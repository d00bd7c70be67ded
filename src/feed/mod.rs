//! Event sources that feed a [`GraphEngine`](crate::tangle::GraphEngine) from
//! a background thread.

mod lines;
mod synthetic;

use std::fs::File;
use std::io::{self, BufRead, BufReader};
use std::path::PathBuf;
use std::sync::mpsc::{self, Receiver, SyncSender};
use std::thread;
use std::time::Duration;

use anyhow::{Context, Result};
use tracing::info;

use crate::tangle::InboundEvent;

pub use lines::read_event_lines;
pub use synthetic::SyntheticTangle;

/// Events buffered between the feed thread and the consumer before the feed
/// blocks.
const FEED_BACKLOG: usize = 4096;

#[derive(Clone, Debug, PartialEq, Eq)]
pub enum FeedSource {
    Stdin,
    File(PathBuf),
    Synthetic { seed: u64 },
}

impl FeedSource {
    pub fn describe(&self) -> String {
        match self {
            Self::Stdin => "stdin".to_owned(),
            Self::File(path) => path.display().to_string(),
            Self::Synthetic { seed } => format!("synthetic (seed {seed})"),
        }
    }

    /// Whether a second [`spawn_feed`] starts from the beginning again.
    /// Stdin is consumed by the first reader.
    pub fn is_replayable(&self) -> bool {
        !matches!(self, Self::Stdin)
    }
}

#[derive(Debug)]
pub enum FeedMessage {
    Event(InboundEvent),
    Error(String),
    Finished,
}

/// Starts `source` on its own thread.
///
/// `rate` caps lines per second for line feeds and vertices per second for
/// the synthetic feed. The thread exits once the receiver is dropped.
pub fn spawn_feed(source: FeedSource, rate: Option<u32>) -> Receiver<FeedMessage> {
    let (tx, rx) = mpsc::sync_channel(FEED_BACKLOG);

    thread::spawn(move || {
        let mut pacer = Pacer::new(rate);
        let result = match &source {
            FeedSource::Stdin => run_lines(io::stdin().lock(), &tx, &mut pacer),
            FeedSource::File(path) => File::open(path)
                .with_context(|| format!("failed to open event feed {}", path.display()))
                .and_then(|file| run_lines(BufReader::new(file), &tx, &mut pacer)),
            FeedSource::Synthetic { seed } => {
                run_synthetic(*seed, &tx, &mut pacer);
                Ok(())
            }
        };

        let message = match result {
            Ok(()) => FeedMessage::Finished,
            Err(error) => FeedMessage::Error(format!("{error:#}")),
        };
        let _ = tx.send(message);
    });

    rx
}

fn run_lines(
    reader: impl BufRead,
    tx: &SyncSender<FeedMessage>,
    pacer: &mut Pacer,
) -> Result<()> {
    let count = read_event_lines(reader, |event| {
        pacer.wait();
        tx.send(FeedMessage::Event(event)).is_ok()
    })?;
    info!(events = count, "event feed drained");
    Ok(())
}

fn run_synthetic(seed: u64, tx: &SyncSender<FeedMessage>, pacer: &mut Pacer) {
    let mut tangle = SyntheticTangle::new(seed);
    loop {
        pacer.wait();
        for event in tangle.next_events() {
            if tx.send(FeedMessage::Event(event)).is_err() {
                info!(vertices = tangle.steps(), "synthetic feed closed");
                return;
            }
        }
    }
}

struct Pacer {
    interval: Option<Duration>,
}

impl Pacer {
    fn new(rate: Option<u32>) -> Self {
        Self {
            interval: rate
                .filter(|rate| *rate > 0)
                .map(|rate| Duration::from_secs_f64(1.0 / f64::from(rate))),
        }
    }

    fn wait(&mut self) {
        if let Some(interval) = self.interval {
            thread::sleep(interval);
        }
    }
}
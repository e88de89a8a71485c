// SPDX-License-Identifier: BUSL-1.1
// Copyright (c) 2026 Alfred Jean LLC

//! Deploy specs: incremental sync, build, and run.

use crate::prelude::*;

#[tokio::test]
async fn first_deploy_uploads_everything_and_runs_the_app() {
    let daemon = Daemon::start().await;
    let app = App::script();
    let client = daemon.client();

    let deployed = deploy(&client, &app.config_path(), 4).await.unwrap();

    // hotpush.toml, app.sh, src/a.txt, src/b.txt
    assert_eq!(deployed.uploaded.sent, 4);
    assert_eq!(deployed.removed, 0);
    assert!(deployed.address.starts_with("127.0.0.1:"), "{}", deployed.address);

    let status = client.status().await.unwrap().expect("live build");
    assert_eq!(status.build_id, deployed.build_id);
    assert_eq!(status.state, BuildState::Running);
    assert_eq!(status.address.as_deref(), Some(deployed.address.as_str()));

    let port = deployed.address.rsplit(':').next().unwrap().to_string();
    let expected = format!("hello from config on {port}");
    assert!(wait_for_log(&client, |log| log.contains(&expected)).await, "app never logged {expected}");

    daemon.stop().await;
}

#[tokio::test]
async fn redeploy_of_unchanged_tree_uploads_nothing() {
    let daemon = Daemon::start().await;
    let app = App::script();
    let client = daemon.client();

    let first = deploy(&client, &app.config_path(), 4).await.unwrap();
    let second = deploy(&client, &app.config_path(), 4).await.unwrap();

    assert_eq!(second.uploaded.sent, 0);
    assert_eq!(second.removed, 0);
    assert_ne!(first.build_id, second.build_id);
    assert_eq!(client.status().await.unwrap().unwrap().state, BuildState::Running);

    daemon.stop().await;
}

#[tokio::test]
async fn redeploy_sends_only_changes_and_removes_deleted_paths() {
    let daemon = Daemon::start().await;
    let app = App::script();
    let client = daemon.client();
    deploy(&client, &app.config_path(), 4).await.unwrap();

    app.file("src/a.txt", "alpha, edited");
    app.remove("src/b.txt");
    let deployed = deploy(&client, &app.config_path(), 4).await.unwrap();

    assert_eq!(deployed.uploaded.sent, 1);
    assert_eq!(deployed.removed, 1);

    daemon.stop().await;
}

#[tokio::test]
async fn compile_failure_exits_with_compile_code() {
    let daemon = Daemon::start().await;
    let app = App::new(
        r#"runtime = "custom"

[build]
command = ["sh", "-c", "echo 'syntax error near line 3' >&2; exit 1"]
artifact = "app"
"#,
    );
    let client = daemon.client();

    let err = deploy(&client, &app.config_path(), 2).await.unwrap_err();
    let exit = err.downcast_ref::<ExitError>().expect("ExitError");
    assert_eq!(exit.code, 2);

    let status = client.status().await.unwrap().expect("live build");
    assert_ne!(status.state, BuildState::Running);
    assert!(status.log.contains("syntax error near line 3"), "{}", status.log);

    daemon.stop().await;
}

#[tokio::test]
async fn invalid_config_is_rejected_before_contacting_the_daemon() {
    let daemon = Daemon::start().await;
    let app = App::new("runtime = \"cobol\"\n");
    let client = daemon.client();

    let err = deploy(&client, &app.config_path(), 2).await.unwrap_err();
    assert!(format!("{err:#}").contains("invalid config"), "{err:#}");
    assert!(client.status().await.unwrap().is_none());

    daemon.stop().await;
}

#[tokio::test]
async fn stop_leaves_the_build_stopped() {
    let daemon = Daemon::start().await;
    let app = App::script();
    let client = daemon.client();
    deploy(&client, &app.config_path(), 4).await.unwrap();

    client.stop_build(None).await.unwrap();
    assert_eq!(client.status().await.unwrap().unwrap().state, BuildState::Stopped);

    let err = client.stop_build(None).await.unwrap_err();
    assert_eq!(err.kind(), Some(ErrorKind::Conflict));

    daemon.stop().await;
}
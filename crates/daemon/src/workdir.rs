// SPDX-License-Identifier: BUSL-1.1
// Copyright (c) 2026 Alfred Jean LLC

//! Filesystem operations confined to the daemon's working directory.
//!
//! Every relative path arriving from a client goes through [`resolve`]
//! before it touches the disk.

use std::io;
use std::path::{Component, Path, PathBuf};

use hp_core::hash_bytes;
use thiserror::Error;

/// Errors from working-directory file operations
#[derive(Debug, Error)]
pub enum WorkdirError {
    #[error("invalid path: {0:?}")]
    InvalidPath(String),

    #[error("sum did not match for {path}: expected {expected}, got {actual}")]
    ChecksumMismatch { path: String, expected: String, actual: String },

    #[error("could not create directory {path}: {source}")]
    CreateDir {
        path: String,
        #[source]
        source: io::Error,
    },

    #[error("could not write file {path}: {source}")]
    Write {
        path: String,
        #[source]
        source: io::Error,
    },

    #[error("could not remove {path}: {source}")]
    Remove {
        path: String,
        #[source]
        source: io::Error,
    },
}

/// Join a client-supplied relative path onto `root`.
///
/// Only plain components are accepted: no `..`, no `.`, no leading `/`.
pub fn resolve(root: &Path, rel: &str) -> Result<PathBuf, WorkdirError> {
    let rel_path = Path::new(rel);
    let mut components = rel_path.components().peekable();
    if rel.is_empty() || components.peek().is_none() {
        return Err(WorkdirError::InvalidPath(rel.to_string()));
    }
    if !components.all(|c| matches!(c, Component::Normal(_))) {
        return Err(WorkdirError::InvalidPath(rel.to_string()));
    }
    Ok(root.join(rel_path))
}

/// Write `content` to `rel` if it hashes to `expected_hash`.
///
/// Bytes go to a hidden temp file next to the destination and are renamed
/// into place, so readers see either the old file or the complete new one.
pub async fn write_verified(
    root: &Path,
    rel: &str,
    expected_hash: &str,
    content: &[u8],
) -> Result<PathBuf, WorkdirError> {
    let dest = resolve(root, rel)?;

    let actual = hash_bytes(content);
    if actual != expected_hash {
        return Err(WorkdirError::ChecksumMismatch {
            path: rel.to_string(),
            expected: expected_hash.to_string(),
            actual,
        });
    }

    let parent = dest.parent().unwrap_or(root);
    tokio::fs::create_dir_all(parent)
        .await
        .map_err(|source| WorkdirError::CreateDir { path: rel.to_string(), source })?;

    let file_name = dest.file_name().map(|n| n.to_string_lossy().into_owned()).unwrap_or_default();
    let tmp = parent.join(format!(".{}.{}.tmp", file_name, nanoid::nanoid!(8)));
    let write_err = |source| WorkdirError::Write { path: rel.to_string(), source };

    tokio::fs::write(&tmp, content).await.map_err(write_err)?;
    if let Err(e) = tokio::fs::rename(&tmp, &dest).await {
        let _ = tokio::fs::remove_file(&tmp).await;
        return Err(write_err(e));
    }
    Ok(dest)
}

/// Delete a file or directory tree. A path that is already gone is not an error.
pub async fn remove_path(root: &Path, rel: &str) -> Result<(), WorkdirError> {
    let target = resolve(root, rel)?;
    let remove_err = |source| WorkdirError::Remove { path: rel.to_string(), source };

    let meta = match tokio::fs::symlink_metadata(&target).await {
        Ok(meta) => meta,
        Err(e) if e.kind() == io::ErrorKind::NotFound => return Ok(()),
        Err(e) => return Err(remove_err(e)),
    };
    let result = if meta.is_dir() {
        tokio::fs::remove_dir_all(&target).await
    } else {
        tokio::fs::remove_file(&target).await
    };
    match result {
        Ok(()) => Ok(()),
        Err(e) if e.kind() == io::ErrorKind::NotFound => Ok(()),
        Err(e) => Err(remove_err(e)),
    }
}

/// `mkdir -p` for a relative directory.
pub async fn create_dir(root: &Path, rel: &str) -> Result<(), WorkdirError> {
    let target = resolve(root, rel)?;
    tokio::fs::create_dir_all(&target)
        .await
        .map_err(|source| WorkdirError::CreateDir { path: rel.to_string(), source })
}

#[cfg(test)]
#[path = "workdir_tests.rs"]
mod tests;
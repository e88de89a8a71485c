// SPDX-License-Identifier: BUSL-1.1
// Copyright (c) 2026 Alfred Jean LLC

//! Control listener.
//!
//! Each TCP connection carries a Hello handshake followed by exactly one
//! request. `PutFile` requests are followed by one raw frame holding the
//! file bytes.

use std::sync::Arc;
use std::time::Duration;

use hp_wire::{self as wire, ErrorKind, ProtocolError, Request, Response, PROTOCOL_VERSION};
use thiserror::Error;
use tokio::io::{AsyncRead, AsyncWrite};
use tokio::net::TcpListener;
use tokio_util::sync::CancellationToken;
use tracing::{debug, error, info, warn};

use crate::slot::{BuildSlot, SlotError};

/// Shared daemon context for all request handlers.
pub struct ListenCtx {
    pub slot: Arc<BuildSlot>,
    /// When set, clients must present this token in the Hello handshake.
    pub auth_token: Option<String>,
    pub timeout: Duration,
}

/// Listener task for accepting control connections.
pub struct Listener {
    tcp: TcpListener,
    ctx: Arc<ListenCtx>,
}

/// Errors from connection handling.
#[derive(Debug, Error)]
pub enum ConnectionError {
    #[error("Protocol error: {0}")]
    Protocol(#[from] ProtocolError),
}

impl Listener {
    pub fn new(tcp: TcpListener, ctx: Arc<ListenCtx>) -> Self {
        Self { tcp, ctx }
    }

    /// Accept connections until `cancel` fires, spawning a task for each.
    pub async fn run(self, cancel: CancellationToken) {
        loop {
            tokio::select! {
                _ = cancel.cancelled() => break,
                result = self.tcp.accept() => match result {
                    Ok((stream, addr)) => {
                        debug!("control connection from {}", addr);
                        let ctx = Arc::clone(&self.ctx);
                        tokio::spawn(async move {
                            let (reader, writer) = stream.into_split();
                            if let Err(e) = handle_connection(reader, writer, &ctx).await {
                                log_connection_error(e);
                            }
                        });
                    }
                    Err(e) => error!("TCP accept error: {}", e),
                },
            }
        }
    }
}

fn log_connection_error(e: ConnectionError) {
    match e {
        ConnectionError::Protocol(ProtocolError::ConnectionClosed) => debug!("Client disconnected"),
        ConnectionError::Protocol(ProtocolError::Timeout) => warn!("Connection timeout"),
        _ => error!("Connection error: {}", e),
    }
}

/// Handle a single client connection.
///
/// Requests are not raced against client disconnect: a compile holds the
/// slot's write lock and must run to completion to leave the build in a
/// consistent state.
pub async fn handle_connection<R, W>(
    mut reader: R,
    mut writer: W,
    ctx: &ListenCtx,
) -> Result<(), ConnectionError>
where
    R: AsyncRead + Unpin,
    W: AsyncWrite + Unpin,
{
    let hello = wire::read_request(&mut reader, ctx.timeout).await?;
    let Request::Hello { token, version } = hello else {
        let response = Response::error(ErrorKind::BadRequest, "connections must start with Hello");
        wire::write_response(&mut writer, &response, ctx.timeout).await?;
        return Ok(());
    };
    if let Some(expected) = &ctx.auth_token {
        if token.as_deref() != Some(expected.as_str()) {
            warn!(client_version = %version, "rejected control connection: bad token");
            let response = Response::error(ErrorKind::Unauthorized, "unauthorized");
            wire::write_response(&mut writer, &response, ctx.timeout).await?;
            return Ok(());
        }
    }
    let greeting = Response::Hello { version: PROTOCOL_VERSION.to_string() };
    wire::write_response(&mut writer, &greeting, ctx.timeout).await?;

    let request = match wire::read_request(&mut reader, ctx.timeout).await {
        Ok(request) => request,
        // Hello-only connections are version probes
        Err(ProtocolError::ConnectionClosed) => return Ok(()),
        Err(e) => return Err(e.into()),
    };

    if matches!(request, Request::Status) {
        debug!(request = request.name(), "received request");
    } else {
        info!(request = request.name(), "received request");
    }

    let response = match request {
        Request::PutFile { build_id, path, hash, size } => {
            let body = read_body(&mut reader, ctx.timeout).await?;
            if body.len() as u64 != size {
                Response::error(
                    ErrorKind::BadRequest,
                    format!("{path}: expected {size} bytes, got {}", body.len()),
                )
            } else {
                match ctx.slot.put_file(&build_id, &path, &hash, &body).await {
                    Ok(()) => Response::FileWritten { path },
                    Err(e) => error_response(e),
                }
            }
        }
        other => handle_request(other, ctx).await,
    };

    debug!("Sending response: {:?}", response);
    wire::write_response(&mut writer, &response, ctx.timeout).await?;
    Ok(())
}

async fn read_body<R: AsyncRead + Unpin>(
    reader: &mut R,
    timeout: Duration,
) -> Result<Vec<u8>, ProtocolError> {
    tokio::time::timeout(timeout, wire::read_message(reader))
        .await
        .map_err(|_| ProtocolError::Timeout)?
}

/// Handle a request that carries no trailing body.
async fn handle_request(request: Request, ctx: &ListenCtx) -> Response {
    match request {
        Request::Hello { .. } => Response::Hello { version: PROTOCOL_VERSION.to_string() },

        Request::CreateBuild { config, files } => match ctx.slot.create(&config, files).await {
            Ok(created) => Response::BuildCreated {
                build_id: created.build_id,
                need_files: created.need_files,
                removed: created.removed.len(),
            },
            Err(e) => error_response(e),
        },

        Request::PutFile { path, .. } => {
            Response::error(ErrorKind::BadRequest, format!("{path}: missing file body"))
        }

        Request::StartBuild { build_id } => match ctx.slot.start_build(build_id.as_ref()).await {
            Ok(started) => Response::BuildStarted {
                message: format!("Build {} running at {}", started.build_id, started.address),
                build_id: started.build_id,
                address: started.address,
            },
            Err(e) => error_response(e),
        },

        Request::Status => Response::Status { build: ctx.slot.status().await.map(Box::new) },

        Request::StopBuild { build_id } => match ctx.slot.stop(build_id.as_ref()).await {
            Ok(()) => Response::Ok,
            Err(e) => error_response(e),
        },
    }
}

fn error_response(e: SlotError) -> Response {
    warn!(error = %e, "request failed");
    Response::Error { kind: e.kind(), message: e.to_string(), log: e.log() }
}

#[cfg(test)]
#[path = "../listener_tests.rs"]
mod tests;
- - -
--- AIM OF THE EXERCISE ---
Within the material above, transcribe exactly the lines that run from the line holding "tokio::fs::create_dir_all(parent)" through the line holding "if let Err(e) = tokio::fs::rename(&tmp, &dest).await".

--- SOLUTION TO THE PROBLEM ---
    tokio::fs::create_dir_all(parent)
        .await
        .map_err(|source| WorkdirError::CreateDir { path: rel.to_string(), source })?;

    let file_name = dest.file_name().map(|n| n.to_string_lossy().into_owned()).unwrap_or_default();
    let tmp = parent.join(format!(".{}.{}.tmp", file_name, nanoid::nanoid!(8)));
    let write_err = |source| WorkdirError::Write { path: rel.to_string(), source };

    tokio::fs::write(&tmp, content).await.map_err(write_err)?;
    if let Err(e) = tokio::fs::rename(&tmp, &dest).await {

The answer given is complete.